**WHAT IS NEEDED**
A single number is the answer here: the count of lines in the records below in which the word "handoff" appears.

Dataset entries

++++++++++++++++++++

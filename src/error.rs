// src/error.rs

use thiserror::Error;

#[derive(Error, Debug)]
pub enum Error {
    #[error("concept {0} not found")]
    NotFound(i64),

    #[error("a concept named '{0}' already exists")]
    Duplicate(String),

    #[error("invalid input: {0}")]
    InvalidInput(String),

    #[error("database error: {0}")]
    Database(#[from] rusqlite::Error),

    #[error("io error: {0}")]
    Io(#[from] std::io::Error),

    #[error("json error: {0}")]
    Json(#[from] serde_json::Error),

    #[error("csv error: {0}")]
    Csv(#[from] csv::Error),
}

pub type Result<T> = std::result::Result<T, Error>;

impl Error {
    /// Maps a failed INSERT/UPDATE on the unique `name` column to `Duplicate`.
    pub(crate) fn from_write(err: rusqlite::Error, name: &str) -> Self {
        match &err {
            rusqlite::Error::SqliteFailure(e, _)
                if e.extended_code == rusqlite::ffi::SQLITE_CONSTRAINT_UNIQUE =>
            {
                Error::Duplicate(name.to_string())
            }
            _ => Error::Database(err),
        }
    }
}
// src/lib.rs

pub mod app_dirs;
pub mod config;
pub mod constants;
pub mod database;
pub mod error;
pub mod export;
pub mod mastery;
pub mod models;
pub mod practice;
pub mod repository;
pub mod stats;

pub use error::{Error, Result};
pub use mastery::{apply_practice_outcome, review_interval_days};
pub use models::{Concept, ConceptMasteryRecord, MasteryTier, UpdateRule};
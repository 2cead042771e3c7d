//! Ambient execution context
//!
//! The scope a worker runs in: it knows which worker variant it is, and it
//! is the single registration point for the provisional intake. Keeping
//! registration behind one method (instead of relying on the host's
//! last-registration-wins semantics) makes the "at most one active intake"
//! invariant explicit and checkable.

use crate::{ExecutionMode, Intake, Result};

/// The ambient execution context a worker bootstrap runs inside
pub trait WorkerScope {
    /// Opaque event unit delivered by the scope (a connection event in
    /// shared mode, a message event in dedicated mode)
    type Event;

    /// Classify the ambient context
    ///
    /// Pure and infallible: every scope is one of the two variants. The
    /// bootstrap calls this exactly once at startup and threads the result
    /// explicitly through the remaining steps.
    fn execution_mode(&self) -> ExecutionMode;

    /// Install the provisional intake appropriate to the mode
    ///
    /// Shared mode registers a connection intake, dedicated mode a message
    /// intake; either way every incoming event is appended to the queue
    /// verbatim. Fails with [`crate::BootstrapError::IntakeAlreadyInstalled`]
    /// if an intake is already active on this scope.
    fn register_intake(&mut self, mode: ExecutionMode, intake: Intake<Self::Event>) -> Result<()>;
}
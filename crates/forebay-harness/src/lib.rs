//! Forebay Harness
//!
//! Deterministic in-memory doubles for the two external collaborators of
//! the bootstrap: a scriptable ambient scope ([`MockScope`]) and a
//! scriptable processing module ([`MockModule`]). Both run entirely inside
//! a single-threaded test executor, mirroring the cooperative scheduling
//! model of a real worker.

// ----------------------------------------------------------------------------
// Module Declarations
// ----------------------------------------------------------------------------

pub mod event;
pub mod module;
pub mod scope;

// ----------------------------------------------------------------------------
// Public API
// ----------------------------------------------------------------------------

pub use event::{ClientId, SimEvent, SimEventKind};
pub use module::{InitGate, InitScript, MockModule, ModuleHandle, ModuleProbe, SimModuleError};
pub use scope::MockScope;
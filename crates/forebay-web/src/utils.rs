//! Utility functions for WASM module

/// Set up better panic messages in debug mode
pub fn set_panic_hook() {
    #[cfg(feature = "console_error_panic_hook")]
    console_error_panic_hook::set_once();
}
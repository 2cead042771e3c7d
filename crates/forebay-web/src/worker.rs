//! Worker entry point
//!
//! A worker script calls `runWorker(init, start)` as its first statement:
//! mode detection and intake registration happen synchronously inside, so
//! every connection or message that arrives while `init`'s Promise is
//! pending is queued and replayed through `start` in arrival order.

use wasm_bindgen::prelude::*;

use forebay_core::{Bootstrap, BootstrapConfig};

use crate::module::JsProcessingModule;
use crate::scope::WebWorkerScope;

/// Drive the full bootstrap against the current worker global
///
/// `init` must return a Promise resolving to the module's ready handle;
/// `start` receives that handle and an Array of the queued events, and must
/// install the module's own `onconnect`/`onmessage` handlers before it
/// returns. Resolves to the bootstrap report, or rejects if initialization
/// fails; a failed worker stays inert and the rejection surfaces
/// on the host's unhandled-failure channel.
#[wasm_bindgen(js_name = runWorker)]
pub async fn run_worker(
    init: js_sys::Function,
    start: js_sys::Function,
) -> Result<JsValue, JsValue> {
    let scope = WebWorkerScope::from_global();
    let module = JsProcessingModule::new(init, start);

    let report = Bootstrap::with_config(scope, module, BootstrapConfig::browser_tuned())
        .run()
        .await
        .map_err(|err| JsValue::from_str(&err.to_string()))?;

    serde_wasm_bindgen::to_value(&report).map_err(|err| JsValue::from_str(&err.to_string()))
}
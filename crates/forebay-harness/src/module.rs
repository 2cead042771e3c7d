//! Scripted processing module
//!
//! A [`MockModule`] follows an [`InitScript`] for its initialization and
//! records everything it is handed through a shared [`ModuleProbe`]. On
//! batch start it installs a live handler into its [`MockScope`], the
//! takeover a real module performs, unless the test opts out to expose
//! the post-handoff gap.

use core::cell::RefCell;
use std::rc::Rc;

use async_trait::async_trait;
use futures::channel::oneshot;
use uuid::Uuid;

use forebay_core::ProcessingModule;

use crate::event::SimEvent;
use crate::scope::MockScope;

// ----------------------------------------------------------------------------
// Handle and Errors
// ----------------------------------------------------------------------------

/// Ready handle issued by a successfully initialized mock module
#[derive(Debug, Clone, Copy, PartialEq, Eq)]
pub struct ModuleHandle {
    pub session: Uuid,
}

#[derive(Debug, thiserror::Error)]
pub enum SimModuleError {
    #[error("scripted initialization failure: {0}")]
    ScriptedFailure(String),

    #[error("initialization gate dropped before firing")]
    GateDropped,

    #[error("initialize invoked more than once")]
    Reinitialized,
}

// ----------------------------------------------------------------------------
// Init Scripting
// ----------------------------------------------------------------------------

/// How a mock module's initialization behaves
pub enum InitScript {
    /// Resolve immediately
    Ready,
    /// Fail immediately with the given reason
    Fail(String),
    /// Suspend forever
    Never,
    /// Suspend until the paired [`InitGate`] fires
    AwaitSignal(oneshot::Receiver<std::result::Result<(), String>>),
}

/// Test-held gate controlling a gated module's initialization
pub struct InitGate(oneshot::Sender<std::result::Result<(), String>>);

impl InitGate {
    /// Let the pending initialization succeed
    pub fn open(self) {
        let _ = self.0.send(Ok(()));
    }

    /// Make the pending initialization fail
    pub fn fail(self, reason: impl Into<String>) {
        let _ = self.0.send(Err(reason.into()));
    }
}

// ----------------------------------------------------------------------------
// Probe
// ----------------------------------------------------------------------------

#[derive(Default)]
struct ProbeState {
    init_calls: usize,
    issued_handle: Option<ModuleHandle>,
    batches: Vec<(ModuleHandle, Vec<SimEvent>)>,
    live: Vec<SimEvent>,
}

/// Out-of-band view into everything a [`MockModule`] was handed
#[derive(Clone, Default)]
pub struct ModuleProbe {
    shared: Rc<RefCell<ProbeState>>,
}

impl ModuleProbe {
    /// How many times `initialize` ran
    pub fn init_calls(&self) -> usize {
        self.shared.borrow().init_calls
    }

    /// Whether batch start has happened
    pub fn started(&self) -> bool {
        !self.shared.borrow().batches.is_empty()
    }

    /// Every backlog the module was started with, in call order
    pub fn batches(&self) -> Vec<Vec<SimEvent>> {
        self.shared
            .borrow()
            .batches
            .iter()
            .map(|(_, backlog)| backlog.clone())
            .collect()
    }

    /// Events delivered live by the module's own handler after handoff
    pub fn live_events(&self) -> Vec<SimEvent> {
        self.shared.borrow().live.clone()
    }

    /// Whether every batch start received the handle initialization issued
    pub fn handle_matches(&self) -> bool {
        let state = self.shared.borrow();
        match state.issued_handle {
            Some(issued) => state.batches.iter().all(|(handle, _)| *handle == issued),
            None => state.batches.is_empty(),
        }
    }

    fn record_live(&self, event: SimEvent) {
        self.shared.borrow_mut().live.push(event);
    }
}

// ----------------------------------------------------------------------------
// Mock Module
// ----------------------------------------------------------------------------

/// Scripted stand-in for the heavyweight processing module
pub struct MockModule {
    scope: MockScope,
    script: Option<InitScript>,
    install_live: bool,
    probe: ModuleProbe,
}

impl MockModule {
    /// Create a module attached to the given scope
    pub fn new(scope: &MockScope, script: InitScript) -> Self {
        Self {
            scope: scope.clone(),
            script: Some(script),
            install_live: true,
            probe: ModuleProbe::default(),
        }
    }

    /// Create a module whose initialization resolves when the returned gate
    /// fires
    pub fn gated(scope: &MockScope) -> (Self, InitGate) {
        let (sender, receiver) = oneshot::channel();
        (
            Self::new(scope, InitScript::AwaitSignal(receiver)),
            InitGate(sender),
        )
    }

    /// Skip installing the live handler at batch start, leaving the
    /// consumed provisional intake in place
    pub fn without_live_handler(mut self) -> Self {
        self.install_live = false;
        self
    }

    pub fn probe(&self) -> ModuleProbe {
        self.probe.clone()
    }
}

#[async_trait(?Send)]
impl ProcessingModule for MockModule {
    type Event = SimEvent;
    type Handle = ModuleHandle;
    type Error = SimModuleError;

    async fn initialize(&mut self) -> Result<ModuleHandle, SimModuleError> {
        self.probe.shared.borrow_mut().init_calls += 1;
        let outcome = match self.script.take() {
            None => return Err(SimModuleError::Reinitialized),
            Some(InitScript::Ready) => Ok(()),
            Some(InitScript::Fail(reason)) => Err(reason),
            Some(InitScript::Never) => futures::future::pending().await,
            Some(InitScript::AwaitSignal(receiver)) => {
                receiver.await.map_err(|_| SimModuleError::GateDropped)?
            }
        };
        match outcome {
            Ok(()) => {
                let handle = ModuleHandle {
                    session: Uuid::new_v4(),
                };
                self.probe.shared.borrow_mut().issued_handle = Some(handle);
                Ok(handle)
            }
            Err(reason) => Err(SimModuleError::ScriptedFailure(reason)),
        }
    }

    fn start(
        &mut self,
        handle: ModuleHandle,
        backlog: Vec<SimEvent>,
    ) -> Result<(), SimModuleError> {
        self.probe.shared.borrow_mut().batches.push((handle, backlog));
        if self.install_live {
            let probe = self.probe.clone();
            self.scope
                .install_live_handler(move |event| probe.record_live(event));
        }
        Ok(())
    }
}
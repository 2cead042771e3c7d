//! Browser worker scope bindings
//!
//! Worker events are dispatched at every await point, and the host discards
//! them when no handler is registered. The provisional intake therefore has
//! to be installed synchronously, before the first suspension. The
//! bootstrap guarantees that ordering; this module supplies the hooks.

use wasm_bindgen::prelude::*;
use wasm_bindgen::JsCast;
use web_sys::{DedicatedWorkerGlobalScope, MessageEvent, SharedWorkerGlobalScope};

use forebay_core::{BootstrapError, ExecutionMode, Intake, Result, WorkerScope};

/// Classify the ambient worker scope
///
/// Shared iff the `SharedWorkerGlobalScope` constructor exists and the
/// global object is an instance of it; dedicated otherwise. Pure; evaluated
/// once at startup and threaded explicitly from there.
pub fn detect_execution_mode() -> ExecutionMode {
    let global = js_sys::global();
    let shared_ctor = js_sys::Reflect::get(&global, &JsValue::from_str("SharedWorkerGlobalScope"))
        .unwrap_or(JsValue::UNDEFINED);
    if !shared_ctor.is_undefined() && global.is_instance_of::<SharedWorkerGlobalScope>() {
        ExecutionMode::Shared
    } else {
        ExecutionMode::Dedicated
    }
}

/// The real worker global scope as seen by the bootstrap
///
/// Shared mode installs the intake as `onconnect`, dedicated mode as
/// `onmessage`; both hooks deliver `MessageEvent`s which are queued
/// verbatim.
pub struct WebWorkerScope {
    mode: ExecutionMode,
    intake_installed: bool,
}

impl WebWorkerScope {
    /// Build a scope around the current worker global
    pub fn from_global() -> Self {
        Self {
            mode: detect_execution_mode(),
            intake_installed: false,
        }
    }
}

impl WorkerScope for WebWorkerScope {
    type Event = MessageEvent;

    fn execution_mode(&self) -> ExecutionMode {
        self.mode
    }

    fn register_intake(
        &mut self,
        mode: ExecutionMode,
        intake: Intake<MessageEvent>,
    ) -> Result<()> {
        if self.intake_installed {
            return Err(BootstrapError::IntakeAlreadyInstalled);
        }

        let closure = Closure::wrap(Box::new(move |event: MessageEvent| {
            // Only reachable if the processing module failed to install its
            // own handler at batch start; the queue already warned and
            // returned the event, which has nowhere left to go.
            let _ = intake.push(event);
        }) as Box<dyn FnMut(MessageEvent)>);

        let global = js_sys::global();
        match mode {
            ExecutionMode::Shared => {
                let scope: SharedWorkerGlobalScope = global.unchecked_into();
                scope.set_onconnect(Some(closure.as_ref().unchecked_ref()));
            }
            ExecutionMode::Dedicated => {
                let scope: DedicatedWorkerGlobalScope = global.unchecked_into();
                scope.set_onmessage(Some(closure.as_ref().unchecked_ref()));
            }
        }

        // The host may invoke this handler for the rest of the worker's
        // life, so the closure must outlive us.
        closure.forget();
        self.intake_installed = true;
        Ok(())
    }
}
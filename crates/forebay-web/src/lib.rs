//! Forebay WebAssembly Frontend - Worker Composition Root
//!
//! This crate binds the platform-agnostic bootstrap mechanism to the real
//! browser worker globals. It is responsible for:
//! - Classifying the worker scope (SharedWorkerGlobalScope vs dedicated)
//! - Installing the provisional `onconnect`/`onmessage` intake
//! - Adapting a pair of JavaScript functions into a `ProcessingModule`
//! - Exposing the `runWorker` entry point via #[wasm_bindgen]

use wasm_bindgen::prelude::*;

mod module;
mod scope;
mod utils;
mod worker;

pub use module::JsProcessingModule;
pub use scope::{detect_execution_mode, WebWorkerScope};
pub use worker::run_worker;

// Initialize WASM module
#[wasm_bindgen(start)]
pub fn main() {
    utils::set_panic_hook();

    // Set up tracing for WASM
    tracing_wasm::set_as_global_default();
}
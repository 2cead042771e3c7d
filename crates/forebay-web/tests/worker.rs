//! Browser-run tests for the JavaScript-facing pieces
//!
//! The page context is not a worker scope, so mode detection must fall back
//! to dedicated, the same else-branch a dedicated worker takes.

#![cfg(target_arch = "wasm32")]

use wasm_bindgen::JsValue;
use wasm_bindgen_test::*;

use forebay_core::{ExecutionMode, ProcessingModule};
use forebay_web::{detect_execution_mode, JsProcessingModule};

wasm_bindgen_test_configure!(run_in_browser);

#[wasm_bindgen_test]
fn test_page_context_is_classified_dedicated() {
    assert_eq!(detect_execution_mode(), ExecutionMode::Dedicated);
}

#[wasm_bindgen_test]
async fn test_initialize_awaits_the_init_promise() {
    let init = js_sys::Function::new_no_args("return Promise.resolve(42)");
    let start = js_sys::Function::new_no_args("");
    let mut module = JsProcessingModule::new(init, start);

    let handle = module.initialize().await.expect("promise resolves");
    assert_eq!(handle.as_f64(), Some(42.0));
}

#[wasm_bindgen_test]
async fn test_initialize_requires_a_promise() {
    let init = js_sys::Function::new_no_args("return 7");
    let start = js_sys::Function::new_no_args("");
    let mut module = JsProcessingModule::new(init, start);

    let err = module.initialize().await.expect_err("not a promise");
    assert!(err.contains("Promise"));
}

#[wasm_bindgen_test]
async fn test_initialize_surfaces_rejection_reason() {
    let init = js_sys::Function::new_no_args("return Promise.reject(new Error('fetch failed'))");
    let start = js_sys::Function::new_no_args("");
    let mut module = JsProcessingModule::new(init, start);

    let err = module.initialize().await.expect_err("promise rejects");
    assert!(err.contains("fetch failed"));
}

#[wasm_bindgen_test]
fn test_start_passes_handle_and_ordered_backlog() {
    let init = js_sys::Function::new_no_args("return Promise.resolve(null)");
    let start = js_sys::Function::new_with_args(
        "handle, events",
        "globalThis.__forebaySeen = { handle: handle, count: events.length };",
    );
    let mut module = JsProcessingModule::new(init, start);

    let backlog = vec![
        web_sys::MessageEvent::new("message").expect("event"),
        web_sys::MessageEvent::new("message").expect("event"),
    ];
    module
        .start(JsValue::from_f64(7.0), backlog)
        .expect("start succeeds");

    let seen = js_sys::Reflect::get(&js_sys::global(), &JsValue::from_str("__forebaySeen"))
        .expect("start recorded its arguments");
    let handle = js_sys::Reflect::get(&seen, &JsValue::from_str("handle")).expect("handle");
    let count = js_sys::Reflect::get(&seen, &JsValue::from_str("count")).expect("count");
    assert_eq!(handle.as_f64(), Some(7.0));
    assert_eq!(count.as_f64(), Some(2.0));
}
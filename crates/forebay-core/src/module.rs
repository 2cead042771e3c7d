//! Processing module contract
//!
//! The heavyweight collaborator the bootstrap exists to bridge into. The
//! bootstrap treats it as opaque: one asynchronous initialization operation
//! producing a ready handle, and one batch-start operation that replays the
//! queued backlog and takes over all future event handling.

use core::fmt;

use async_trait::async_trait;

/// The opaque processing module behind the bootstrap
///
/// The scheduling model is single-threaded and cooperative, so the futures
/// involved need not be `Send`.
#[async_trait(?Send)]
pub trait ProcessingModule {
    /// Event unit handed over at batch start; must match the scope's
    type Event;
    /// Ready handle produced by successful initialization
    type Handle;
    type Error: fmt::Display;

    /// Asynchronously initialize the module
    ///
    /// Invoked exactly once per worker lifetime; this is the bootstrap's
    /// sole suspension point. Failure is fatal to the bootstrap and is
    /// never retried, since repeating worker initialization mid-lifetime
    /// is not a safe operation.
    async fn initialize(&mut self) -> Result<Self::Handle, Self::Error>;

    /// Start the module with the queued backlog
    ///
    /// Must process `backlog` in the order supplied, as if each event had
    /// been received live, and must install the module's own permanent
    /// event handlers *before returning*: the provisional intake stops
    /// accepting events the moment the backlog is taken, so any gap between
    /// handoff and re-registration would reject events back at the scope.
    fn start(&mut self, handle: Self::Handle, backlog: Vec<Self::Event>)
        -> Result<(), Self::Error>;
}
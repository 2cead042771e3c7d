//! Simulated worker events
//!
//! The bootstrap treats events as opaque; these carry just enough structure
//! for assertions: which client a shared-mode connection came from, and a
//! payload string. Client identity is never used for ordering.

use core::fmt;

use serde::{Deserialize, Serialize};
use uuid::Uuid;

// ----------------------------------------------------------------------------
// Client Identity
// ----------------------------------------------------------------------------

/// Identity of a simulated client connecting to a shared worker
#[derive(Debug, Clone, Copy, PartialEq, Eq, Hash, Serialize, Deserialize)]
pub struct ClientId(Uuid);

impl ClientId {
    pub fn random() -> Self {
        Self(Uuid::new_v4())
    }
}

impl fmt::Display for ClientId {
    fn fmt(&self, f: &mut fmt::Formatter<'_>) -> fmt::Result {
        write!(f, "{}", self.0)
    }
}

// ----------------------------------------------------------------------------
// Simulated Event
// ----------------------------------------------------------------------------

/// Which worker hook delivered the event
#[derive(Debug, Clone, Copy, PartialEq, Eq, Serialize, Deserialize)]
pub enum SimEventKind {
    /// Connection establishment from a client (shared mode)
    Connection { client: ClientId },
    /// Message delivery from the single implicit client (dedicated mode)
    Message,
}

/// One discrete event delivered by the simulated worker scope
#[derive(Debug, Clone, PartialEq, Eq, Serialize, Deserialize)]
pub struct SimEvent {
    pub kind: SimEventKind,
    pub payload: String,
}

impl SimEvent {
    pub fn connection(client: ClientId, payload: impl Into<String>) -> Self {
        Self {
            kind: SimEventKind::Connection { client },
            payload: payload.into(),
        }
    }

    pub fn message(payload: impl Into<String>) -> Self {
        Self {
            kind: SimEventKind::Message,
            payload: payload.into(),
        }
    }

    pub fn payload(&self) -> &str {
        &self.payload
    }
}
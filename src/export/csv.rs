use chrono::FixedOffset;

use crate::extraction::types::ExtractionRecord;
use crate::util::time::display_date;

const HEADER: [&str; 6] = ["URL", "Título", "Palabras", "Caracteres", "Párrafos", "Fecha"];

pub fn render(records: &[ExtractionRecord], offset: FixedOffset) -> String {
    let mut rows: Vec<String> = Vec::with_capacity(records.len() + 1);
    rows.push(quote_row(HEADER.iter().map(|h| h.to_string())));
    for r in records {
        rows.push(quote_row([
            r.url.clone(),
            r.title.clone(),
            r.word_count.to_string(),
            r.char_count.to_string(),
            r.paragraph_count.to_string(),
            display_date(r.extracted_at, offset),
        ]));
    }
    rows.join("\n")
}

fn quote_row<I: IntoIterator<Item = String>>(cells: I) -> String {
    cells.into_iter().map(|c| quote(&c)).collect::<Vec<_>>().join(",")
}

fn quote(cell: &str) -> String {
    format!("\"{}\"", cell.replace('"', "\"\""))
}
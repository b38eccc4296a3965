use anyhow::Result;
use serde::Serialize;
use std::marker::PhantomData;
use std::time::Duration;
use tracing::{info, debug, warn, error, Span};

use crate::extraction::types::{ExtractionRecord, ExtractionStats};
use crate::output::types::Meta;

use super::emit;

pub trait PhaseSpan {
    fn name(&self) -> &'static str;
    fn span(&self) -> Span;
}

pub trait OpMarker {
    const NAME: &'static str;
    type Phase: PhaseSpan;
    fn root_span() -> Span;
}

pub struct LogCtx<O: OpMarker> {
    pub(crate) json: bool,
    pub(crate) _marker: PhantomData<O>,
}

impl<O: OpMarker> LogCtx<O> {
    fn op_name(&self) -> &'static str { O::NAME }

    pub fn root_span(&self) -> Span { O::root_span() }

    pub fn root_span_kv<'a, T>(&self, fields: T) -> Span
    where
        T: IntoIterator<Item = (&'a str, String)>,
    {
        let span = self.root_span();
        let details = kv_to_string(fields);
        if details.is_empty() {
            info!(op = %self.op_name(), "start");
        } else {
            info!(op = %self.op_name(), details = %details, "start");
        }
        span
    }

    pub fn span(&self, ph: &O::Phase) -> Span { ph.span() }

    pub fn span_kv<'a, T>(&self, ph: &O::Phase, fields: T) -> Span
    where
        T: IntoIterator<Item = (&'a str, String)>,
    {
        let span = self.span(ph);
        let details = kv_to_string(fields);
        if details.is_empty() {
            debug!(op = %self.op_name(), phase = ph.name(), "span_start");
        } else {
            debug!(op = %self.op_name(), phase = ph.name(), details = %details, "span_start");
        }
        span
    }

    pub fn info(&self, msg: impl AsRef<str>) { if self.json { info!(op = %self.op_name(), "{}", msg.as_ref()); } else { info!("{}", msg.as_ref()); } }
    pub fn error(&self, msg: impl AsRef<str>) { if self.json { error!(op = %self.op_name(), "{}", msg.as_ref()); } else { error!("{}", msg.as_ref()); } }

    pub fn info_kv<'a, D>(&self, msg: &str, kv: D)
    where
        D: IntoIterator<Item = (&'a str, String)>,
    {
        let details = kv_to_string(kv);
        if self.json { info!(op = %self.op_name(), details = %details, "{}", msg); }
        else { info!("{} {}", msg, details); }
    }

    pub fn warn_kv<'a, D>(&self, msg: &str, kv: D)
    where
        D: IntoIterator<Item = (&'a str, String)>,
    {
        let details = kv_to_string(kv);
        if self.json { warn!(op = %self.op_name(), details = %details, "{}", msg); }
        else { warn!("{} {}", msg, details); }
    }

    pub fn result<T: Serialize>(&self, result: &T, elapsed: Option<Duration>) -> Result<()> {
        let meta = elapsed.map(|d| Meta { duration_ms: Some(d.as_millis()) });
        emit::print_result(self.op_name(), result, meta)
    }
}

// Extract-specific helpers on the typed context
impl LogCtx<crate::telemetry::ops::extract::Extract> {
    pub fn record_summary(&self, record: &ExtractionRecord) {
        let source = if record.accepted { "page" } else { "sample" };
        if self.json {
            info!(op = %self.op_name(), source, words = record.word_count, chars = record.char_count, paragraphs = record.paragraph_count, title = %record.title, "record");
        } else {
            info!("✅ {}: source={} words={} chars={} paragraphs={}", record.title, source, record.word_count, record.char_count, record.paragraph_count);
        }
    }

    pub fn stats(&self, stats: &ExtractionStats) {
        if self.json { info!(op = %self.op_name(), pages = stats.total_pages, words = stats.total_words, chars = stats.total_chars, paragraphs = stats.total_paragraphs, "stats"); }
        else { info!("📊 Stats: pages={} words={} chars={} paragraphs={}", stats.total_pages, stats.total_words, stats.total_chars, stats.total_paragraphs); }
    }
}

fn kv_to_string<'a, T>(kv: T) -> String
where
    T: IntoIterator<Item = (&'a str, String)>,
{
    let mut parts: Vec<String> = Vec::new();
    for (k, v) in kv { parts.push(format!("{}={}", k, v)); }
    parts.join(" ")
}
use anyhow::Result;
use serde::Serialize;

use crate::output::config::OutputConfig;
use crate::output::presenter::Emitter;
use crate::output::types::{Envelope, Meta};

use super::config;

pub fn print_result<T: Serialize>(op: &'static str, result: &T, meta: Option<Meta>) -> Result<()> {
    let env = Envelope::result(op, result, meta)?;
    let cfg = OutputConfig::resolve(config::json_mode());
    Emitter::new(cfg).emit(&env)?;
    Ok(())
}
use std::sync::OnceLock;

static JSON_MODE: OnceLock<bool> = OnceLock::new();

/// Set once at startup from the resolved output format (`--json` or PAGETEXT_OUTPUT_FORMAT).
pub fn set_json_mode(v: bool) {
    let _ = JSON_MODE.set(v);
}

pub fn json_mode() -> bool {
    *JSON_MODE.get().unwrap_or(&false)
}

pub fn logs_are_json() -> bool {
    matches!(std::env::var("PAGETEXT_LOG_FORMAT").as_deref(), Ok("json"))
}

/// Initialize tracing/logging according to RUST_LOG and PAGETEXT_LOG_FORMAT.
/// - Defaults to `info` if `RUST_LOG` is unset
/// - Supports `PAGETEXT_LOG_FORMAT=json` for JSON logs (stderr)
pub fn init_tracing() {
    use tracing_subscriber::{fmt, EnvFilter};
    use tracing_subscriber::prelude::*; // for .with()

    let filter = EnvFilter::try_from_default_env()
        .unwrap_or_else(|_| EnvFilter::new("info"));

    // stdout is reserved for result envelopes
    let fmt_layer = fmt::layer().with_target(false).with_writer(std::io::stderr);
    let builder = tracing_subscriber::registry().with(filter);

    if logs_are_json() {
        let _ = builder.with(fmt_layer.json().flatten_event(true)).try_init();
    } else {
        let _ = builder.with(fmt_layer.compact()).try_init();
    }
}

++++++++++++++++++++

**ANSWER BOX**
3